=== Given data ===
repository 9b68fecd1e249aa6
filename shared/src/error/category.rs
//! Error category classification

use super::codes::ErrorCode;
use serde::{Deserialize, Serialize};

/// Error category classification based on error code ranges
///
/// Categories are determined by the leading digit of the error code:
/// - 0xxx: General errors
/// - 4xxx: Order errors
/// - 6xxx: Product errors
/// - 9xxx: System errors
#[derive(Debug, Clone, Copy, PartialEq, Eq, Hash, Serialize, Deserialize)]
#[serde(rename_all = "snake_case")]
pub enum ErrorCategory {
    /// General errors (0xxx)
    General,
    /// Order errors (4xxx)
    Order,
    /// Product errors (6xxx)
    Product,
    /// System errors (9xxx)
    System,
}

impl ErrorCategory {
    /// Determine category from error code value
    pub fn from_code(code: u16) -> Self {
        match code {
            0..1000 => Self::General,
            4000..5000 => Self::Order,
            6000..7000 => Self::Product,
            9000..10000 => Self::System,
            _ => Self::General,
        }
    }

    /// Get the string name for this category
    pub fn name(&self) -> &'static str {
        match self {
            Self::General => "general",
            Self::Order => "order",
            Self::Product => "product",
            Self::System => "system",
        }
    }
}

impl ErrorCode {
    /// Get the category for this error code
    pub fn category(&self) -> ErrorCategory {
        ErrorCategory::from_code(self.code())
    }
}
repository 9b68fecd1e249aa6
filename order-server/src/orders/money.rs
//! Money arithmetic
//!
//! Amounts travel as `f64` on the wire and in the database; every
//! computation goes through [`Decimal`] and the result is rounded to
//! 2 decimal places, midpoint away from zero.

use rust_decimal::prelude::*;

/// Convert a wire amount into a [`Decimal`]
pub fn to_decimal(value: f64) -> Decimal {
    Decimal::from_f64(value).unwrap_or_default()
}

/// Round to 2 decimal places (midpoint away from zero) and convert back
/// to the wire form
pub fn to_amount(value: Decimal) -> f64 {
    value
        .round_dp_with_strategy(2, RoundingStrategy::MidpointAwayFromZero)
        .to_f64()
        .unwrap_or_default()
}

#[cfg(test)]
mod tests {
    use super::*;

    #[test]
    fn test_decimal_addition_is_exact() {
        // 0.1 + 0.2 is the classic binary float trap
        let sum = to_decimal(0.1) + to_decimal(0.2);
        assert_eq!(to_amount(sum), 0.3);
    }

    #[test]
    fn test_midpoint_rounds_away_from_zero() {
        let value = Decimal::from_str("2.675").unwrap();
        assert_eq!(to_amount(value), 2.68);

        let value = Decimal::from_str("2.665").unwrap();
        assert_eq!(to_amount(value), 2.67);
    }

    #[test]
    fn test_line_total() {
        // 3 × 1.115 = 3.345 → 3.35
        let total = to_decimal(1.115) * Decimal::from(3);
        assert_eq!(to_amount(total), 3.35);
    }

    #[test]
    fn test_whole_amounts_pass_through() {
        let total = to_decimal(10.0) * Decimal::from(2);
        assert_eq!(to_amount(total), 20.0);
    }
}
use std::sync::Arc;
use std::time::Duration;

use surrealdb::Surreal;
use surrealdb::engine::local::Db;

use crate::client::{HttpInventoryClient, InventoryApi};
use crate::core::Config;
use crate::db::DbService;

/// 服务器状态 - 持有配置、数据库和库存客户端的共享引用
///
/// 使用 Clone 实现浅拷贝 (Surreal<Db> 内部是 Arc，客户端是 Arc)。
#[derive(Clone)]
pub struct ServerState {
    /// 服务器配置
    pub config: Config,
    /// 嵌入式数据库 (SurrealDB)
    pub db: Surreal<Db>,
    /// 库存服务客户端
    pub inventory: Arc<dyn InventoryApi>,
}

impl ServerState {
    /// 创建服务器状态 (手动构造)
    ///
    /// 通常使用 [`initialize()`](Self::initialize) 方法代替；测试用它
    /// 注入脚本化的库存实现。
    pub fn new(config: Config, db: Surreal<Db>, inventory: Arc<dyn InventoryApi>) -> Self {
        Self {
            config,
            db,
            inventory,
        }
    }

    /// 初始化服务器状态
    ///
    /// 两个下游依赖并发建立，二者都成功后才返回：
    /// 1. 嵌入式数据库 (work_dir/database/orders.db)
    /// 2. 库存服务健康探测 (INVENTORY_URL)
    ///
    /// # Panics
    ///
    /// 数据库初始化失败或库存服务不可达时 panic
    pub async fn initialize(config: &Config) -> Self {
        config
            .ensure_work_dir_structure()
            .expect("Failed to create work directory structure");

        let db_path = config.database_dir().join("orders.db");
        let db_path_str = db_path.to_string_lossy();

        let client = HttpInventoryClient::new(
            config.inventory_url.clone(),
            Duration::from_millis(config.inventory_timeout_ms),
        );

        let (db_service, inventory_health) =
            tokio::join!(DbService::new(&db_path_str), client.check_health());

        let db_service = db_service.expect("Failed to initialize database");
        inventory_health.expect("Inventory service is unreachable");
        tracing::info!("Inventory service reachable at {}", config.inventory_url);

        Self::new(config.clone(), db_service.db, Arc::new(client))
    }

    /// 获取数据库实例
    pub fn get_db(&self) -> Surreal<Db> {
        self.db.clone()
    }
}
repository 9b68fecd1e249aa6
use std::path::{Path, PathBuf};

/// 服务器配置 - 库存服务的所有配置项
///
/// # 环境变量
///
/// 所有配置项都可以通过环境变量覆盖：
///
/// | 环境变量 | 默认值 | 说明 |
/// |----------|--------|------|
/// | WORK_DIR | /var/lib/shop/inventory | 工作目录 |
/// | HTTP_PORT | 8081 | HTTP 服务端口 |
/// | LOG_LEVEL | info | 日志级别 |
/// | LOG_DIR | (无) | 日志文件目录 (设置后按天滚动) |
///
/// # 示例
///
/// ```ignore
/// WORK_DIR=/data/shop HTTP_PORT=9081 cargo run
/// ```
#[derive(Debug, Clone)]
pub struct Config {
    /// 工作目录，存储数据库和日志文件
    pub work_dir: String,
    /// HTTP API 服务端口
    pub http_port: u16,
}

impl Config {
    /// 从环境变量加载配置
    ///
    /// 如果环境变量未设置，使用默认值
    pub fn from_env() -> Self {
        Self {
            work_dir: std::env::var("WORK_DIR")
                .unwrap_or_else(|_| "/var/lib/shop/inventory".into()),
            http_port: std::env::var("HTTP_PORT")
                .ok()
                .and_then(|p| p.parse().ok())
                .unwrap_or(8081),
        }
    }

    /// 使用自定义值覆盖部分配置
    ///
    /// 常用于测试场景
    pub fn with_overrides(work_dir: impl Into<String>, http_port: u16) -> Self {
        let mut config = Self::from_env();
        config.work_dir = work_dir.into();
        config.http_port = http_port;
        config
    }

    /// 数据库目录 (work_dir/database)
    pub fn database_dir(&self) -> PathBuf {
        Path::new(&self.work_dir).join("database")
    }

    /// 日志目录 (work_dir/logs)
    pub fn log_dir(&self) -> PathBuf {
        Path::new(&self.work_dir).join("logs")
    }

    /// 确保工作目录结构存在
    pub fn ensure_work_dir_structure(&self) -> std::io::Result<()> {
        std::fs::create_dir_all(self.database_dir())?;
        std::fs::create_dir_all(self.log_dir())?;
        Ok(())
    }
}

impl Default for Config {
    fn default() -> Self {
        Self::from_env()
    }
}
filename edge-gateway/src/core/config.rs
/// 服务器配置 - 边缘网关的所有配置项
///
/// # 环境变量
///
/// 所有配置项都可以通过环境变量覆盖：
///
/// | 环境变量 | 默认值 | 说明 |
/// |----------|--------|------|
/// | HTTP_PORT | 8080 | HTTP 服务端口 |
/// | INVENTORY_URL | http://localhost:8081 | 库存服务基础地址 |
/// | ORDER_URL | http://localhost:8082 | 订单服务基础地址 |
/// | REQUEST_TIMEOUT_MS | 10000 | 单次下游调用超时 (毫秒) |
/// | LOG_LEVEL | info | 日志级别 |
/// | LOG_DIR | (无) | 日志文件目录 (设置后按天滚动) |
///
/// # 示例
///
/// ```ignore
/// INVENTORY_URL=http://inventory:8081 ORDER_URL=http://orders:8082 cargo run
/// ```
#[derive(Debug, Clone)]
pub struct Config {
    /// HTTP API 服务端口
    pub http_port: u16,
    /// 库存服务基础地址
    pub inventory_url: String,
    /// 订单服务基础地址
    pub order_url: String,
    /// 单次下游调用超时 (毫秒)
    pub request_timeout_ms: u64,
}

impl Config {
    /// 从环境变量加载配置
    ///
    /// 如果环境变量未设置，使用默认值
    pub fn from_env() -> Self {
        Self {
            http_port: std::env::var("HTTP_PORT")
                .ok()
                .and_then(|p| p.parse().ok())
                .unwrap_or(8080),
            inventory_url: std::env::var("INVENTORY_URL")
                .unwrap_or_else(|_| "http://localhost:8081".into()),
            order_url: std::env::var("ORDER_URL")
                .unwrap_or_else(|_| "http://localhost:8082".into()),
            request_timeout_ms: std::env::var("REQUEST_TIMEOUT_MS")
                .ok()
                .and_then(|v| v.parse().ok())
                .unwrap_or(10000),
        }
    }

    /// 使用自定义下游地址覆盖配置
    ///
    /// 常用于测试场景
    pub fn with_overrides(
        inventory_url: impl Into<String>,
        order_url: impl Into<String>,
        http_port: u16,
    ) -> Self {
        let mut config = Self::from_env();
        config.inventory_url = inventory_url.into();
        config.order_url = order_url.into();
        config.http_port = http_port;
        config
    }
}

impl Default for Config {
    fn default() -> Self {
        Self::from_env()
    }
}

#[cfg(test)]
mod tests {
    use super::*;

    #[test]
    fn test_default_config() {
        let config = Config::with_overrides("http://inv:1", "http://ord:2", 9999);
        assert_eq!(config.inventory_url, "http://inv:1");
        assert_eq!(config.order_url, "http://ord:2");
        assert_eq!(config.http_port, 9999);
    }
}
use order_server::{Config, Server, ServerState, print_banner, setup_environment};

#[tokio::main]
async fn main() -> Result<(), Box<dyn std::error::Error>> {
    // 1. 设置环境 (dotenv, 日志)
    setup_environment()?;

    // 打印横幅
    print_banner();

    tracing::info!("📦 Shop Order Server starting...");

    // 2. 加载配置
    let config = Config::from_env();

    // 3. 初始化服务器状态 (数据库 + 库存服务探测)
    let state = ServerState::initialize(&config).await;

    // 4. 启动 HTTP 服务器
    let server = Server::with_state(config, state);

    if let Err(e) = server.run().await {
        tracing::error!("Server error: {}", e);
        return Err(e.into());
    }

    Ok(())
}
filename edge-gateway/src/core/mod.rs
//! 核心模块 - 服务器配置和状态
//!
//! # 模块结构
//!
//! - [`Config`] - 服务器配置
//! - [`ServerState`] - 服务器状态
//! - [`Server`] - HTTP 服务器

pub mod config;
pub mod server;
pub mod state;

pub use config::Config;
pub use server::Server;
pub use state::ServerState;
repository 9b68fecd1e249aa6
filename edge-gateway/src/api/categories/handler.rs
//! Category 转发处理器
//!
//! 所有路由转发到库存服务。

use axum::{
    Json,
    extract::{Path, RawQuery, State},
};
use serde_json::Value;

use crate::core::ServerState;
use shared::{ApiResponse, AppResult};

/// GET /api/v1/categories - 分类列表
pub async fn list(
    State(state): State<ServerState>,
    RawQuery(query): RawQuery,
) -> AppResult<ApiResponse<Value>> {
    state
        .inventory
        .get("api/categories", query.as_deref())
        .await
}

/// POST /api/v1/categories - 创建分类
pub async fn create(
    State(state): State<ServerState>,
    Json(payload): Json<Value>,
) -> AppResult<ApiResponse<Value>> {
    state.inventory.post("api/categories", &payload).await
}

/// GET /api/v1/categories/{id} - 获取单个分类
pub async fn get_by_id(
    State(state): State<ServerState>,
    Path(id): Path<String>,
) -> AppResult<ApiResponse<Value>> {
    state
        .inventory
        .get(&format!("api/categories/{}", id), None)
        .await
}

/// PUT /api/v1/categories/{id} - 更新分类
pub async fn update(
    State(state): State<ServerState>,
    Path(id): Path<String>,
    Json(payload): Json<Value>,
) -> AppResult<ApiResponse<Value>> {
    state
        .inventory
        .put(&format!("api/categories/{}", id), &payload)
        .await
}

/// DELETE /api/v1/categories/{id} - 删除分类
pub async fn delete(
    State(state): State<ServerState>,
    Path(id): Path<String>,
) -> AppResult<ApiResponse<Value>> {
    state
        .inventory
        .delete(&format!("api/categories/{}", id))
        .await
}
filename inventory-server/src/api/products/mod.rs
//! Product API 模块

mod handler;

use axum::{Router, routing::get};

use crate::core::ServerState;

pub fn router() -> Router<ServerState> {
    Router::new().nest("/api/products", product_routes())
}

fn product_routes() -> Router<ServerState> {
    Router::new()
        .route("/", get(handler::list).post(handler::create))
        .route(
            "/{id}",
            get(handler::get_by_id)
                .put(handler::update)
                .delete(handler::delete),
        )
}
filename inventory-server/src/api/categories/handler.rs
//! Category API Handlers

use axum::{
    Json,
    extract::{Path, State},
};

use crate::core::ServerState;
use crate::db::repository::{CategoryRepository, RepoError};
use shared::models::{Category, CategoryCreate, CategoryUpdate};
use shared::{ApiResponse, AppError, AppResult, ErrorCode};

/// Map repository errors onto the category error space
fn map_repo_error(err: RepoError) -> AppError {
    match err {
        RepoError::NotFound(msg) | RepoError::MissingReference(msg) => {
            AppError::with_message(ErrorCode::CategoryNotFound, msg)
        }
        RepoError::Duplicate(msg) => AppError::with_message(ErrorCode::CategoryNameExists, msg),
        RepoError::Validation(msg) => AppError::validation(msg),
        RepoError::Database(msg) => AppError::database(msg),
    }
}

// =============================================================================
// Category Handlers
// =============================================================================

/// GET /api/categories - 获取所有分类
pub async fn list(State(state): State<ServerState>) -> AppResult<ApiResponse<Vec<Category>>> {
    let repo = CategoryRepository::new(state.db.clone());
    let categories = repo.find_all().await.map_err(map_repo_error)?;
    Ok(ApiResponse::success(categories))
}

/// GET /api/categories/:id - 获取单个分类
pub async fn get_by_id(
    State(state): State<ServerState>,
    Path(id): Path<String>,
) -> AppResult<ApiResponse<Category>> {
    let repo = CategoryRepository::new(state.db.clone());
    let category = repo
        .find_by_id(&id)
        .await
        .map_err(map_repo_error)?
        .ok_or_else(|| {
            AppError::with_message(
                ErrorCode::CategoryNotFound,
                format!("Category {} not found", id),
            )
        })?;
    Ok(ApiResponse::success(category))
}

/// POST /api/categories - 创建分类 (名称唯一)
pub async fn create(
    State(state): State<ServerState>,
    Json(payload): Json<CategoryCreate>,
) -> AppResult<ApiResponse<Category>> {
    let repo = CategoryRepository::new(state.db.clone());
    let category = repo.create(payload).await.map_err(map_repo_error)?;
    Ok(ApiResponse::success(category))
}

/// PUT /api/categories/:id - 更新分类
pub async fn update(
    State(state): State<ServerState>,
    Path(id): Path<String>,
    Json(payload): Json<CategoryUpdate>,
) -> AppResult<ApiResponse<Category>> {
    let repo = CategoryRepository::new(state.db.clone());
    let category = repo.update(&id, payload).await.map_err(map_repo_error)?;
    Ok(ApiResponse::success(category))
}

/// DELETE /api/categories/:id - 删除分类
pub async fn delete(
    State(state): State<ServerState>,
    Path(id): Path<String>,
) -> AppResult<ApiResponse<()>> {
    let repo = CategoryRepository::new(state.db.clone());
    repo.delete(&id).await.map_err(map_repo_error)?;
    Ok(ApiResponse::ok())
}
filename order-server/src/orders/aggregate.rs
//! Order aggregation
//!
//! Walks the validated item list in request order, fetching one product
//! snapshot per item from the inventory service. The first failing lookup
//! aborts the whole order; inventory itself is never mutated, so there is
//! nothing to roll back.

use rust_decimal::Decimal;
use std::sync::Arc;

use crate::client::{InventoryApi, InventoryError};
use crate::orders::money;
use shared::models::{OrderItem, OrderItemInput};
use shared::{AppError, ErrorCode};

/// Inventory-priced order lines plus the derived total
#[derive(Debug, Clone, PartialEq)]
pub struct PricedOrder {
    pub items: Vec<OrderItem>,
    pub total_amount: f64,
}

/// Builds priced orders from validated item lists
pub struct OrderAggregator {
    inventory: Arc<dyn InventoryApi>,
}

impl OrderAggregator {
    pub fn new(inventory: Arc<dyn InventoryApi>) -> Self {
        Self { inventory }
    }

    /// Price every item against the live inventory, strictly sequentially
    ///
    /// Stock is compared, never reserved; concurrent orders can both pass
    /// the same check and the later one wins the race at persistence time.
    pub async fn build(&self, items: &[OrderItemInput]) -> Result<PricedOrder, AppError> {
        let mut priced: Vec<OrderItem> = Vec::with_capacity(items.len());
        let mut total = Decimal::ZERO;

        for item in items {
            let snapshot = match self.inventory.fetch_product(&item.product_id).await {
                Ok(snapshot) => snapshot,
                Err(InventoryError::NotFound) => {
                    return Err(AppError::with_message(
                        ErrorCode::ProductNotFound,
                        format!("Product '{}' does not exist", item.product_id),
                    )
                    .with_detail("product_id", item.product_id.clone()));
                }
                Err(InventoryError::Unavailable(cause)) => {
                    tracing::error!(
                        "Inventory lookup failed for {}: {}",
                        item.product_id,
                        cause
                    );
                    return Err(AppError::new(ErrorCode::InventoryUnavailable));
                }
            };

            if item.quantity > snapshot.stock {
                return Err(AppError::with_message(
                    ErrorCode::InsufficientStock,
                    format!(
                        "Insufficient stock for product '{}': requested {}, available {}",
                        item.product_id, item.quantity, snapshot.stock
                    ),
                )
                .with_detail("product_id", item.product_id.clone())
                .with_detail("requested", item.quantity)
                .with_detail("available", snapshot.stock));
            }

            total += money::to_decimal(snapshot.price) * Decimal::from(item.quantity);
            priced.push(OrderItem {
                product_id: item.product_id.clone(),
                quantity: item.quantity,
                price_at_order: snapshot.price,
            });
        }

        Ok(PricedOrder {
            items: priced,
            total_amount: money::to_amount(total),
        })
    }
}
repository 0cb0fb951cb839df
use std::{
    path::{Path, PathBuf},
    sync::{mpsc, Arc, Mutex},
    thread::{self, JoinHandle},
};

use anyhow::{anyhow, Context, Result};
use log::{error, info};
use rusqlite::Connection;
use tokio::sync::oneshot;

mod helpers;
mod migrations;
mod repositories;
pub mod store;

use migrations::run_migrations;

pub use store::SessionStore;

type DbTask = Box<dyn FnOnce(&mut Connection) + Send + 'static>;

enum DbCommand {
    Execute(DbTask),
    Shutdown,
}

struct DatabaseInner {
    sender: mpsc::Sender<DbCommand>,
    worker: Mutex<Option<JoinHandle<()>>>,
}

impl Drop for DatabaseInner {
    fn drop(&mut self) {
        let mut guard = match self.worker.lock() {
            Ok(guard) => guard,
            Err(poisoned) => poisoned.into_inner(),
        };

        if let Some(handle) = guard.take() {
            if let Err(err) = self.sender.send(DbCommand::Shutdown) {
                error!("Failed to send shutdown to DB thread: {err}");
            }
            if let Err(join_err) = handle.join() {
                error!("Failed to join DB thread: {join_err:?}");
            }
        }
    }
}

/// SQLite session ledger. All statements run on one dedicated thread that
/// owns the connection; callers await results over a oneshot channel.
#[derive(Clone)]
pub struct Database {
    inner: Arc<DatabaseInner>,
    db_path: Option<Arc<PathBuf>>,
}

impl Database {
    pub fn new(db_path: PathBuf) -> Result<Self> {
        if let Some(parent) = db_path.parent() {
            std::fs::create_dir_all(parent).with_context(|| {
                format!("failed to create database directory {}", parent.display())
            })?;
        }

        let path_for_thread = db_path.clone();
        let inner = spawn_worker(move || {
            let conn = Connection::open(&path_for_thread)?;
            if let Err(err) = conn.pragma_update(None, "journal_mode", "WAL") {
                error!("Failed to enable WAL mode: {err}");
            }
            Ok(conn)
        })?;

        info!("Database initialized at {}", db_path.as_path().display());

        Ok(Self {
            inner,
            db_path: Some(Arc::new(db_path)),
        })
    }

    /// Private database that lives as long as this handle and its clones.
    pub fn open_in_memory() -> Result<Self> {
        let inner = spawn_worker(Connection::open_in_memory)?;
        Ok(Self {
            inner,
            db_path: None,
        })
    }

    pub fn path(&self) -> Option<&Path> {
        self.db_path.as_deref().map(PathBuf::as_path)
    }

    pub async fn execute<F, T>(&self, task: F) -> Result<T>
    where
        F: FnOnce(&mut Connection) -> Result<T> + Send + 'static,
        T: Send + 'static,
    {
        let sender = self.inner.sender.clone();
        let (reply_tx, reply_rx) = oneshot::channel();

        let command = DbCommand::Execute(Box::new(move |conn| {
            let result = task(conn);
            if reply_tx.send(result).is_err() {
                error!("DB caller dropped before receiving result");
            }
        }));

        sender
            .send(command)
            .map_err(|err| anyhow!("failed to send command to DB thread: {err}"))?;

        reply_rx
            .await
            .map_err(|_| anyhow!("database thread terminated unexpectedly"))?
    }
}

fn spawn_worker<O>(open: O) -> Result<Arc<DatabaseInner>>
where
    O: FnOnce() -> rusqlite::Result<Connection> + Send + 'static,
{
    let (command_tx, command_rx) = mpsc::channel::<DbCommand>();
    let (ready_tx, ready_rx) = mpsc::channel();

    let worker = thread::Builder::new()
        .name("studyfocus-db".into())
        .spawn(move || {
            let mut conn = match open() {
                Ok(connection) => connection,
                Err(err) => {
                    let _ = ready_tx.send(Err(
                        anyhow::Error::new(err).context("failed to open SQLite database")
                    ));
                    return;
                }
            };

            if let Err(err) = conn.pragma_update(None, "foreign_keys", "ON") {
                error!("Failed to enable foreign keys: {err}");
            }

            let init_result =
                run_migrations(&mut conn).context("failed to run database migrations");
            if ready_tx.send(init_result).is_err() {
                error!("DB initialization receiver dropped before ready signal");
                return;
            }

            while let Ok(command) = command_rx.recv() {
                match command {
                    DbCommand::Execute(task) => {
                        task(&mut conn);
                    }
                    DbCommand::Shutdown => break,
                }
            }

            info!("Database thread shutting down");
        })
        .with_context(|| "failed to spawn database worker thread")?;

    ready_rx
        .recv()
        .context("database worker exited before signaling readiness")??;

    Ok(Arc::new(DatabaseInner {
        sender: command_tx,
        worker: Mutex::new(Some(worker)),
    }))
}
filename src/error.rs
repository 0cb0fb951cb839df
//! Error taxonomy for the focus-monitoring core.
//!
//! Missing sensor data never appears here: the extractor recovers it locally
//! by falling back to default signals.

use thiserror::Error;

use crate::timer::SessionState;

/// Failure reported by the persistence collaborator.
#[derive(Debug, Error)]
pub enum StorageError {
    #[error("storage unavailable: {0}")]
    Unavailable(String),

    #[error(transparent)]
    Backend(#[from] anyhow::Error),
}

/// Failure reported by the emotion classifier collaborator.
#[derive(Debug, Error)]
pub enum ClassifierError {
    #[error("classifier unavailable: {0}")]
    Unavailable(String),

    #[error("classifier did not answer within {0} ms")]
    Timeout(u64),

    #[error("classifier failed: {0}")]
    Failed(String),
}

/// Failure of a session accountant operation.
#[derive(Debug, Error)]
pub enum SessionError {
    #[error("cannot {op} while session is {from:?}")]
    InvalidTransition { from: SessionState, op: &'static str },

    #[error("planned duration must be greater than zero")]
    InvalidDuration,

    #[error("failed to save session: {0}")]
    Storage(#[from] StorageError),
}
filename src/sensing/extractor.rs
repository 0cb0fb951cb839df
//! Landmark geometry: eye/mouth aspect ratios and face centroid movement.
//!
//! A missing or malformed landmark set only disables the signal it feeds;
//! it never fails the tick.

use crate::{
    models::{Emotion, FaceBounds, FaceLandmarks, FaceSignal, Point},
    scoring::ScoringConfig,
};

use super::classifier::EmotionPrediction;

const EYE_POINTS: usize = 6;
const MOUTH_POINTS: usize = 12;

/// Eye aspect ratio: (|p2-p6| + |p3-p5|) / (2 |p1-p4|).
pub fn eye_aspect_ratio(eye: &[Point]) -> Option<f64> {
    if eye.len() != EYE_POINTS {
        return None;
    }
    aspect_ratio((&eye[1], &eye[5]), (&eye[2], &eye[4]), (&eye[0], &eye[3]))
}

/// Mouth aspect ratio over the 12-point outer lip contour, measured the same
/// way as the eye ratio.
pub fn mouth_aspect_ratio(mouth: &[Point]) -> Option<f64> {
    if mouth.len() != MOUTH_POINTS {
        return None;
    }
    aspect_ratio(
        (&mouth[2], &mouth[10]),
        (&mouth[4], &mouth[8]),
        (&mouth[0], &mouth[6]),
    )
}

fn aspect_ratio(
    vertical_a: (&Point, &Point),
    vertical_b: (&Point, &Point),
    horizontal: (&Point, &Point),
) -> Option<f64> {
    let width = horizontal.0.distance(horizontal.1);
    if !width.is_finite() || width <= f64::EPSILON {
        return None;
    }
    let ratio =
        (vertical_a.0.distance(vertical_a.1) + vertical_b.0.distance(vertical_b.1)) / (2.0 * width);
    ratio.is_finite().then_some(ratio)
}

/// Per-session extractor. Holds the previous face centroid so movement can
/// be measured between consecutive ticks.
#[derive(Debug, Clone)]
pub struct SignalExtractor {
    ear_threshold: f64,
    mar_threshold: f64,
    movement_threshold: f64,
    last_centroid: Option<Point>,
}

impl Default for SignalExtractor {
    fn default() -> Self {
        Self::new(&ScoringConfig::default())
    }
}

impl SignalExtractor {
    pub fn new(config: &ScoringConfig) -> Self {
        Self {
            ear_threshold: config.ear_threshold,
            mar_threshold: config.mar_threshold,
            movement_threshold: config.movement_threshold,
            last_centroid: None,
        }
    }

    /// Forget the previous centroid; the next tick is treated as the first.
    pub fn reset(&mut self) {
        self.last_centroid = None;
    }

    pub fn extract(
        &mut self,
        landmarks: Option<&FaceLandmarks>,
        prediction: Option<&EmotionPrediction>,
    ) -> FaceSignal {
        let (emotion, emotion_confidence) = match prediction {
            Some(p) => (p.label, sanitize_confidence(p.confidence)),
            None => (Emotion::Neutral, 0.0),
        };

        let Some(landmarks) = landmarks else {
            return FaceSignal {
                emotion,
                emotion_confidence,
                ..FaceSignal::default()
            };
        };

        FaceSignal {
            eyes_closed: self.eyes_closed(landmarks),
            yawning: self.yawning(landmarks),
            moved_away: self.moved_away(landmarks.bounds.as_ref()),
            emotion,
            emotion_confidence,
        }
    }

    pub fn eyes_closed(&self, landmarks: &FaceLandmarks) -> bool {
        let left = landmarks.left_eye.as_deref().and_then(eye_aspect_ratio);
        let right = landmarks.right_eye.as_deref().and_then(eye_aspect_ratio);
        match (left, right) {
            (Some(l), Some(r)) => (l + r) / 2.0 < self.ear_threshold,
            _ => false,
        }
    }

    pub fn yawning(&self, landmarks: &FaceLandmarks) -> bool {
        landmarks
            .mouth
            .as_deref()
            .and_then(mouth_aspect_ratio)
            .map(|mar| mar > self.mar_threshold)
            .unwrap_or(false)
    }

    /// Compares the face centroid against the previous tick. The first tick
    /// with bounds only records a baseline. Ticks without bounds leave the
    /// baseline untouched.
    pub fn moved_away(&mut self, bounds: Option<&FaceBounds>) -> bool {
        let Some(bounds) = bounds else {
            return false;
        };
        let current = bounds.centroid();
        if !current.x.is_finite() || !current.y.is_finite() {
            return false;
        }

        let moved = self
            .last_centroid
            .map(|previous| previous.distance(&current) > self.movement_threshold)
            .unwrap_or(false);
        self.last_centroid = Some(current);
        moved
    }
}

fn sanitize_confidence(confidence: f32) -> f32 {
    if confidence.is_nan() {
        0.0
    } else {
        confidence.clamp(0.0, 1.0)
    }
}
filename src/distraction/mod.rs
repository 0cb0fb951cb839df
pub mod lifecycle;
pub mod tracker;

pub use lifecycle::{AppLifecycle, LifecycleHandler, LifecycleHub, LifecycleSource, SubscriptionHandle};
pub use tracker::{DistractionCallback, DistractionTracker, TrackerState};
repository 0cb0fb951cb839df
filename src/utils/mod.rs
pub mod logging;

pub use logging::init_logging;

=== Problem requirements ===
Every line from the one containing "pub fn eyes_closed(&self, landmarks: &FaceLandmarks)" through the final line of the data above is to be restated word for word, and nothing more.

=== Task answer ===
    pub fn eyes_closed(&self, landmarks: &FaceLandmarks) -> bool {
        let left = landmarks.left_eye.as_deref().and_then(eye_aspect_ratio);
        let right = landmarks.right_eye.as_deref().and_then(eye_aspect_ratio);
        match (left, right) {
            (Some(l), Some(r)) => (l + r) / 2.0 < self.ear_threshold,
            _ => false,
        }
    }

    pub fn yawning(&self, landmarks: &FaceLandmarks) -> bool {
        landmarks
            .mouth
            .as_deref()
            .and_then(mouth_aspect_ratio)
            .map(|mar| mar > self.mar_threshold)
            .unwrap_or(false)
    }

    /// Compares the face centroid against the previous tick. The first tick
    /// with bounds only records a baseline. Ticks without bounds leave the
    /// baseline untouched.
    pub fn moved_away(&mut self, bounds: Option<&FaceBounds>) -> bool {
        let Some(bounds) = bounds else {
            return false;
        };
        let current = bounds.centroid();
        if !current.x.is_finite() || !current.y.is_finite() {
            return false;
        }

        let moved = self
            .last_centroid
            .map(|previous| previous.distance(&current) > self.movement_threshold)
            .unwrap_or(false);
        self.last_centroid = Some(current);
        moved
    }
}

fn sanitize_confidence(confidence: f32) -> f32 {
    if confidence.is_nan() {
        0.0
    } else {
        confidence.clamp(0.0, 1.0)
    }
}
filename src/distraction/mod.rs
repository 0cb0fb951cb839df
pub mod lifecycle;
pub mod tracker;

pub use lifecycle::{AppLifecycle, LifecycleHandler, LifecycleHub, LifecycleSource, SubscriptionHandle};
pub use tracker::{DistractionCallback, DistractionTracker, TrackerState};
repository 0cb0fb951cb839df
filename src/utils/mod.rs
pub mod logging;

pub use logging::init_logging;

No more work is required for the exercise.